But, more than anything, embroidering a silver direwolf onto the soft white cloak made Neddie more homesick than ever. She longed for Winterfell's grey stone walls, the high towers where she, Brandon, and Lyanna used to play in. She missed the hot springs that could be felt being pumped through the walls, the garden filled with winter roses and blanketed with snow. She missed the blood red leaves of the weirwood tree, the Heart Tree, where she used to sit beneath to say her prayers in the Godswood. Her heart ached for her siblings; for Lyanna's laughter, Benjen's shy smile, and Brandon's rough hands tousling her hair. She yearned for her father's stern glance that would soften slightly when she matched it in all its intensity. She wanted to go home, just once, before she was to be married.

With a sigh almost too soft to hear, Neddie continued her steady work, tiny silver stitches soon making the direwolf's teeth and swallowing hard as she thought again of what lay before her. She was eighteen, but her courage faltered at the thought of the bedding ceremony and marrying a man she did not even know. Her father had changed his mind, he had said the last time a raven from Winterfell had arrived, some months ago. She was not to stay in the Vale for much longer; her lord husband would be some other southern lord, but he had not told her which.

So she grew steadily more nervous as the days went by and no word came from home bearing the news she partly didn't want to hear and, yet, at the same time, could finally rest easy in knowing.

"Lord Arryn?" Jon turned, as did Neddie and Robert, to see the Keep's Maester hobbling out to the yard, a small slip of paper clutched in his wrinkled hands. "A raven, my lord, just arrived moments ago."

The aging lord nodded, extending his hand to receive it.

The Maester, puffing slightly with the effort it took him to come all this way, shook his head and took a deep breath before speaking. "It is not for you, my lord, but for Lady Stark."

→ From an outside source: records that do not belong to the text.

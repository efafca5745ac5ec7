// Reporting periods - inclusive date ranges and quick presets
use chrono::{Datelike, Duration, NaiveDate};
use serde::{Deserialize, Serialize};
use std::str::FromStr;

use super::error::FilterError;

/// Inclusive calendar date range. `end` never precedes `start`.
#[derive(Debug, Clone, Copy, PartialEq, Eq, Hash, Serialize, Deserialize)]
#[serde(try_from = "RawDateRange")]
pub struct DateRange {
    pub start: NaiveDate,
    pub end: NaiveDate,
}

#[derive(Deserialize)]
struct RawDateRange {
    start: NaiveDate,
    end: NaiveDate,
}

impl TryFrom<RawDateRange> for DateRange {
    type Error = FilterError;

    fn try_from(raw: RawDateRange) -> Result<Self, Self::Error> {
        DateRange::new(raw.start, raw.end)
    }
}

impl DateRange {
    pub fn new(start: NaiveDate, end: NaiveDate) -> Result<Self, FilterError> {
        if end < start {
            return Err(FilterError::InvertedRange { start, end });
        }
        Ok(Self { start, end })
    }

    pub fn contains(&self, date: NaiveDate) -> bool {
        self.start <= date && date <= self.end
    }

    /// Number of calendar days covered, both ends included.
    pub fn days(&self) -> i64 {
        (self.end - self.start).num_days() + 1
    }

    /// Default current period shown when a dashboard is first opened.
    pub fn default_current() -> Self {
        Self {
            start: ymd(2024, 10, 1),
            end: ymd(2024, 12, 31),
        }
    }

    /// Default comparative period.
    pub fn default_comparison() -> Self {
        Self {
            start: ymd(2024, 1, 1),
            end: ymd(2024, 6, 30),
        }
    }
}

impl Default for DateRange {
    fn default() -> Self {
        Self::default_current()
    }
}

#[derive(Debug, Clone, Copy, PartialEq, Eq)]
pub enum DatePreset {
    Last30,
    Last90,
    LastQuarter,
    YearToDate,
}

impl DatePreset {
    pub fn range_ending(&self, today: NaiveDate) -> DateRange {
        match self {
            DatePreset::Last30 => DateRange {
                start: today - Duration::days(30),
                end: today,
            },
            DatePreset::Last90 => DateRange {
                start: today - Duration::days(90),
                end: today,
            },
            DatePreset::LastQuarter => {
                let quarter = today.month0() / 3;
                let (year, previous) = if quarter == 0 {
                    (today.year() - 1, 3)
                } else {
                    (today.year(), quarter - 1)
                };
                let start = ymd(year, previous * 3 + 1, 1);
                let next_start = if previous == 3 {
                    ymd(year + 1, 1, 1)
                } else {
                    ymd(year, previous * 3 + 4, 1)
                };
                DateRange {
                    start,
                    end: next_start - Duration::days(1),
                }
            }
            DatePreset::YearToDate => DateRange {
                start: ymd(today.year(), 1, 1),
                end: today,
            },
        }
    }
}

impl FromStr for DatePreset {
    type Err = FilterError;

    fn from_str(s: &str) -> Result<Self, Self::Err> {
        match s {
            "last30" => Ok(DatePreset::Last30),
            "last90" => Ok(DatePreset::Last90),
            "lastQuarter" | "last_quarter" => Ok(DatePreset::LastQuarter),
            "ytd" => Ok(DatePreset::YearToDate),
            other => Err(FilterError::UnknownPreset(other.to_string())),
        }
    }
}

/// Parse a `YYYY-MM-DD` request parameter.
pub fn parse_date(field: &'static str, value: &str) -> Result<NaiveDate, FilterError> {
    NaiveDate::parse_from_str(value.trim(), "%Y-%m-%d").map_err(|_| FilterError::InvalidDate {
        field,
        value: value.to_string(),
    })
}

// Only called with constant, valid calendar dates.
fn ymd(year: i32, month: u32, day: u32) -> NaiveDate {
    NaiveDate::from_ymd_opt(year, month, day).unwrap_or_default()
}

Neddie blinked, squaring her shoulders and ignoring the hammering of her heart. This was the word she had been waiting for, the knowledge she had longed for and feared at the same time. She took the paper with a soft "thank you" and unfurled it, but it was not what she had expected. Not at all.

"What? What is it, Neddie?" Robert asked, leaning forward, a bead of sweat rolling down his nose as he craned his neck to see what had been scrawled out on the parchment.

"My father is coming here," she answered, brow furrowing before she looked up, meeting Jon Arryn's eyes. "He writes to say that he will arrive shortly, with Lyanna. He wants to speak with you, Jon." And that did not appease any of her worries.

**Notes for the Chapter:**

> [ And thus begins the tale.
> 
> I've had this idea for forever, but only now have really been comfortable posting it! I'm actually really proud of this and reviews/comments would be great! ]


	2. Chapter 2

_**R**_ obert Baratheon's booming voice rang out over hills and mountains at least once a day; "Winter is coming and so are the Starks!" His laugh followed almost immediately, yet, in the days since the raven carrying Lord Rickard Stark's letter had arrived, hardly anyone other than the heir to Storm's End had the time to laugh.

For the first time in weeks, Neddie set aside her sewing and threw herself into the thick of the preparations. She spent long afternoons with Jon's steward, counting the candles and barrels of ale and snatching back the bottles she caught Robert trying to smuggle out of the cellar. She wrote two dozen letters to the obscure bannermen that Jon Arryn was too busy to reach out to, using his seal and asking them to join the rest of the welcoming party. She stole into the kitchens and oversaw the preparations of pies and cakes, breads and cheeses, but, more often than not, her job was to chase away the men, most of whom came in from the yard and, catching the first whiff of sweets and simmering meats, crowded at the doorways in an attempt to flirt and wheedle their way into an early supper.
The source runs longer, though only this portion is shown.